§ **What is needed**
Every line below needs to be reproduced exactly.

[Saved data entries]
▼▼▼

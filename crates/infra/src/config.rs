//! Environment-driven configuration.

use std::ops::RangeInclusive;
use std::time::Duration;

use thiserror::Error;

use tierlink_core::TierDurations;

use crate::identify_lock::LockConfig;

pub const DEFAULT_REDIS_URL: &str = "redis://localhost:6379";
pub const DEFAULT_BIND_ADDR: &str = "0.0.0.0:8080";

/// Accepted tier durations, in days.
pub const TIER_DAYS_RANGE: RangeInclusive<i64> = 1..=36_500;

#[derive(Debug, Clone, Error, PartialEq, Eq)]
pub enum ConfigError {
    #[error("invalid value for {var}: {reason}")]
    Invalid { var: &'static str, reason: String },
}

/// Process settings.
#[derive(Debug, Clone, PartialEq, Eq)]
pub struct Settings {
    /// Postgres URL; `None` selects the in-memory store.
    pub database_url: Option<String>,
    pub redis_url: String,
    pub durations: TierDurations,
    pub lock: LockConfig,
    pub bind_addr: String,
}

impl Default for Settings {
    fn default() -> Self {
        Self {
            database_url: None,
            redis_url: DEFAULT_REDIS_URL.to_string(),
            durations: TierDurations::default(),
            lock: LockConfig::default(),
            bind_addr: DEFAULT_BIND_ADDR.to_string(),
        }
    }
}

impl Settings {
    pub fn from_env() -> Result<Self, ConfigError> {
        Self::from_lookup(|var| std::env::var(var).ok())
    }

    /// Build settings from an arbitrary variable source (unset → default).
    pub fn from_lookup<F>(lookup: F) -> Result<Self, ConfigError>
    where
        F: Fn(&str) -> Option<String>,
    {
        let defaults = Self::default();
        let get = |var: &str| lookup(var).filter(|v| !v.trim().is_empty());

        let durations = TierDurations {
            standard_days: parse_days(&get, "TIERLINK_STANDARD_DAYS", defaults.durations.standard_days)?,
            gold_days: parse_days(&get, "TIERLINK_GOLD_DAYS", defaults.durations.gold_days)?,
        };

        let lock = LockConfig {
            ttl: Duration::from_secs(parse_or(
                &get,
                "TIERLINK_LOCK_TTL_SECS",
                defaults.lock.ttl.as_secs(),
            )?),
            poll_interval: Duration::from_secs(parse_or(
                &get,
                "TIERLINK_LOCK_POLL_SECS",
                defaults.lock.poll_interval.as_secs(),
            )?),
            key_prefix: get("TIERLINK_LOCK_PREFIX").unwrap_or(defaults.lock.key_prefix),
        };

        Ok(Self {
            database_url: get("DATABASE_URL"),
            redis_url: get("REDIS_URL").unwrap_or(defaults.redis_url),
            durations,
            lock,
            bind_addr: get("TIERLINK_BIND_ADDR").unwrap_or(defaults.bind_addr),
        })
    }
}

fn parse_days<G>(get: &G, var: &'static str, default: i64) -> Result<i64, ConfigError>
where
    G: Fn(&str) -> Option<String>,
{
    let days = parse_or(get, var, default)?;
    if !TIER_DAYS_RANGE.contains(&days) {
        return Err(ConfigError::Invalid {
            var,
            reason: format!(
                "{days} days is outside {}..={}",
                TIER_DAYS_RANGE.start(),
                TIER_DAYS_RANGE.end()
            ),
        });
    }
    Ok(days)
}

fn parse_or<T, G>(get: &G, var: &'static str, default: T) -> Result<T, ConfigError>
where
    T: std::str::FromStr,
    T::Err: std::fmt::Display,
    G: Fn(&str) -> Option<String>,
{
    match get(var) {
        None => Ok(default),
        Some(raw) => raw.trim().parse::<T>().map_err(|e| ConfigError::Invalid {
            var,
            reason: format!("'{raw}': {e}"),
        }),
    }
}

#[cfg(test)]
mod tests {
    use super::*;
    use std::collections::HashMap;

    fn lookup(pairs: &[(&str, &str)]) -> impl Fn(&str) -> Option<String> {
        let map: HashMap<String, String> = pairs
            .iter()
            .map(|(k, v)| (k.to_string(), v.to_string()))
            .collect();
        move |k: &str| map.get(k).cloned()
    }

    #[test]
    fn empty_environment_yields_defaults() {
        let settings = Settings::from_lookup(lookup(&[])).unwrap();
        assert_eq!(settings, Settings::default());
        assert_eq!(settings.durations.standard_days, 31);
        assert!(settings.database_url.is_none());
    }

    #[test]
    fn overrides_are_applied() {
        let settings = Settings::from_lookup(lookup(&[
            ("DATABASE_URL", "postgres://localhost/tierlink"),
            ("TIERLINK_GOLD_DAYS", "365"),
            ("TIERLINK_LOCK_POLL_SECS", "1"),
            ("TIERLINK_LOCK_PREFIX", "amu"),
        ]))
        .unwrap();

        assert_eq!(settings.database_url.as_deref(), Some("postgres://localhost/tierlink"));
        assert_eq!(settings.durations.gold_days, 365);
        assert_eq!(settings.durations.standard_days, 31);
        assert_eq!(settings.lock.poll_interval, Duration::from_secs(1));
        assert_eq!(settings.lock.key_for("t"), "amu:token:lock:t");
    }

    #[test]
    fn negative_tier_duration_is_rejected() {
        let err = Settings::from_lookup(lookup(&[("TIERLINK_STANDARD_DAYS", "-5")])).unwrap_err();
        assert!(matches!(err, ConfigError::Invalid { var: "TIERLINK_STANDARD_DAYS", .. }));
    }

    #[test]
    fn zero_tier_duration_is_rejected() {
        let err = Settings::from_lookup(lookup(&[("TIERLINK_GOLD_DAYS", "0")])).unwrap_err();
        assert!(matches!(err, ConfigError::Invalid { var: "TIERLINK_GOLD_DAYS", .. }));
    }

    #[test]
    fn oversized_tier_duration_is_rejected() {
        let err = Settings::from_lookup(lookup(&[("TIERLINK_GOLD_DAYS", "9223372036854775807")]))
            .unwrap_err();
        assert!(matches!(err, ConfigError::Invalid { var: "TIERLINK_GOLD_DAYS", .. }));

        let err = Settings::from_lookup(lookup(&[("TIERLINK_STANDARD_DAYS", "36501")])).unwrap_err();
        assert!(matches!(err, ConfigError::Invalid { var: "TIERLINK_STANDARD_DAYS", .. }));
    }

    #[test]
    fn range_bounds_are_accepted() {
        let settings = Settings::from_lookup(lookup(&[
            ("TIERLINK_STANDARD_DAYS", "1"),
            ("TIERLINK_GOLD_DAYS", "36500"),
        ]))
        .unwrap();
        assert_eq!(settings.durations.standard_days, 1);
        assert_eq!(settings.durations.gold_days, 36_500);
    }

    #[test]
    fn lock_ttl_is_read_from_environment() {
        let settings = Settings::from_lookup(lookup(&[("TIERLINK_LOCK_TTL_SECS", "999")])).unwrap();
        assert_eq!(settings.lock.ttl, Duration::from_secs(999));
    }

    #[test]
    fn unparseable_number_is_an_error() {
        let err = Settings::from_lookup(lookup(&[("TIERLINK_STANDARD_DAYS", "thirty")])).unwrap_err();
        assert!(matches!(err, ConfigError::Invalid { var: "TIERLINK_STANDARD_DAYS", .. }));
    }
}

▲▲▲

§ **Response area**
filename crates/infra/src/config.rs
//! Environment-driven configuration.

use std::ops::RangeInclusive;
use std::time::Duration;

use thiserror::Error;

use tierlink_core::TierDurations;

use crate::identify_lock::LockConfig;

pub const DEFAULT_REDIS_URL: &str = "redis://localhost:6379";
pub const DEFAULT_BIND_ADDR: &str = "0.0.0.0:8080";

/// Accepted tier durations, in days.
pub const TIER_DAYS_RANGE: RangeInclusive<i64> = 1..=36_500;

#[derive(Debug, Clone, Error, PartialEq, Eq)]
pub enum ConfigError {
    #[error("invalid value for {var}: {reason}")]
    Invalid { var: &'static str, reason: String },
}

/// Process settings.
#[derive(Debug, Clone, PartialEq, Eq)]
pub struct Settings {
    /// Postgres URL; `None` selects the in-memory store.
    pub database_url: Option<String>,
    pub redis_url: String,
    pub durations: TierDurations,
    pub lock: LockConfig,
    pub bind_addr: String,
}

impl Default for Settings {
    fn default() -> Self {
        Self {
            database_url: None,
            redis_url: DEFAULT_REDIS_URL.to_string(),
            durations: TierDurations::default(),
            lock: LockConfig::default(),
            bind_addr: DEFAULT_BIND_ADDR.to_string(),
        }
    }
}

impl Settings {
    pub fn from_env() -> Result<Self, ConfigError> {
        Self::from_lookup(|var| std::env::var(var).ok())
    }

    /// Build settings from an arbitrary variable source (unset → default).
    pub fn from_lookup<F>(lookup: F) -> Result<Self, ConfigError>
    where
        F: Fn(&str) -> Option<String>,
    {
        let defaults = Self::default();
        let get = |var: &str| lookup(var).filter(|v| !v.trim().is_empty());

        let durations = TierDurations {
            standard_days: parse_days(&get, "TIERLINK_STANDARD_DAYS", defaults.durations.standard_days)?,
            gold_days: parse_days(&get, "TIERLINK_GOLD_DAYS", defaults.durations.gold_days)?,
        };

        let lock = LockConfig {
            ttl: Duration::from_secs(parse_or(
                &get,
                "TIERLINK_LOCK_TTL_SECS",
                defaults.lock.ttl.as_secs(),
            )?),
            poll_interval: Duration::from_secs(parse_or(
                &get,
                "TIERLINK_LOCK_POLL_SECS",
                defaults.lock.poll_interval.as_secs(),
            )?),
            key_prefix: get("TIERLINK_LOCK_PREFIX").unwrap_or(defaults.lock.key_prefix),
        };

        Ok(Self {
            database_url: get("DATABASE_URL"),
            redis_url: get("REDIS_URL").unwrap_or(defaults.redis_url),
            durations,
            lock,
            bind_addr: get("TIERLINK_BIND_ADDR").unwrap_or(defaults.bind_addr),
        })
    }
}

fn parse_days<G>(get: &G, var: &'static str, default: i64) -> Result<i64, ConfigError>
where
    G: Fn(&str) -> Option<String>,
{
    let days = parse_or(get, var, default)?;
    if !TIER_DAYS_RANGE.contains(&days) {
        return Err(ConfigError::Invalid {
            var,
            reason: format!(
                "{days} days is outside {}..={}",
                TIER_DAYS_RANGE.start(),
                TIER_DAYS_RANGE.end()
            ),
        });
    }
    Ok(days)
}

fn parse_or<T, G>(get: &G, var: &'static str, default: T) -> Result<T, ConfigError>
where
    T: std::str::FromStr,
    T::Err: std::fmt::Display,
    G: Fn(&str) -> Option<String>,
{
    match get(var) {
        None => Ok(default),
        Some(raw) => raw.trim().parse::<T>().map_err(|e| ConfigError::Invalid {
            var,
            reason: format!("'{raw}': {e}"),
        }),
    }
}

#[cfg(test)]
mod tests {
    use super::*;
    use std::collections::HashMap;

    fn lookup(pairs: &[(&str, &str)]) -> impl Fn(&str) -> Option<String> {
        let map: HashMap<String, String> = pairs
            .iter()
            .map(|(k, v)| (k.to_string(), v.to_string()))
            .collect();
        move |k: &str| map.get(k).cloned()
    }

    #[test]
    fn empty_environment_yields_defaults() {
        let settings = Settings::from_lookup(lookup(&[])).unwrap();
        assert_eq!(settings, Settings::default());
        assert_eq!(settings.durations.standard_days, 31);
        assert!(settings.database_url.is_none());
    }

    #[test]
    fn overrides_are_applied() {
        let settings = Settings::from_lookup(lookup(&[
            ("DATABASE_URL", "postgres://localhost/tierlink"),
            ("TIERLINK_GOLD_DAYS", "365"),
            ("TIERLINK_LOCK_POLL_SECS", "1"),
            ("TIERLINK_LOCK_PREFIX", "amu"),
        ]))
        .unwrap();

        assert_eq!(settings.database_url.as_deref(), Some("postgres://localhost/tierlink"));
        assert_eq!(settings.durations.gold_days, 365);
        assert_eq!(settings.durations.standard_days, 31);
        assert_eq!(settings.lock.poll_interval, Duration::from_secs(1));
        assert_eq!(settings.lock.key_for("t"), "amu:token:lock:t");
    }

    #[test]
    fn negative_tier_duration_is_rejected() {
        let err = Settings::from_lookup(lookup(&[("TIERLINK_STANDARD_DAYS", "-5")])).unwrap_err();
        assert!(matches!(err, ConfigError::Invalid { var: "TIERLINK_STANDARD_DAYS", .. }));
    }

    #[test]
    fn zero_tier_duration_is_rejected() {
        let err = Settings::from_lookup(lookup(&[("TIERLINK_GOLD_DAYS", "0")])).unwrap_err();
        assert!(matches!(err, ConfigError::Invalid { var: "TIERLINK_GOLD_DAYS", .. }));
    }

    #[test]
    fn oversized_tier_duration_is_rejected() {
        let err = Settings::from_lookup(lookup(&[("TIERLINK_GOLD_DAYS", "9223372036854775807")]))
            .unwrap_err();
        assert!(matches!(err, ConfigError::Invalid { var: "TIERLINK_GOLD_DAYS", .. }));

        let err = Settings::from_lookup(lookup(&[("TIERLINK_STANDARD_DAYS", "36501")])).unwrap_err();
        assert!(matches!(err, ConfigError::Invalid { var: "TIERLINK_STANDARD_DAYS", .. }));
    }

    #[test]
    fn range_bounds_are_accepted() {
        let settings = Settings::from_lookup(lookup(&[
            ("TIERLINK_STANDARD_DAYS", "1"),
            ("TIERLINK_GOLD_DAYS", "36500"),
        ]))
        .unwrap();
        assert_eq!(settings.durations.standard_days, 1);
        assert_eq!(settings.durations.gold_days, 36_500);
    }

    #[test]
    fn lock_ttl_is_read_from_environment() {
        let settings = Settings::from_lookup(lookup(&[("TIERLINK_LOCK_TTL_SECS", "999")])).unwrap();
        assert_eq!(settings.lock.ttl, Duration::from_secs(999));
    }

    #[test]
    fn unparseable_number_is_an_error() {
        let err = Settings::from_lookup(lookup(&[("TIERLINK_STANDARD_DAYS", "thirty")])).unwrap_err();
        assert!(matches!(err, ConfigError::Invalid { var: "TIERLINK_STANDARD_DAYS", .. }));
    }
}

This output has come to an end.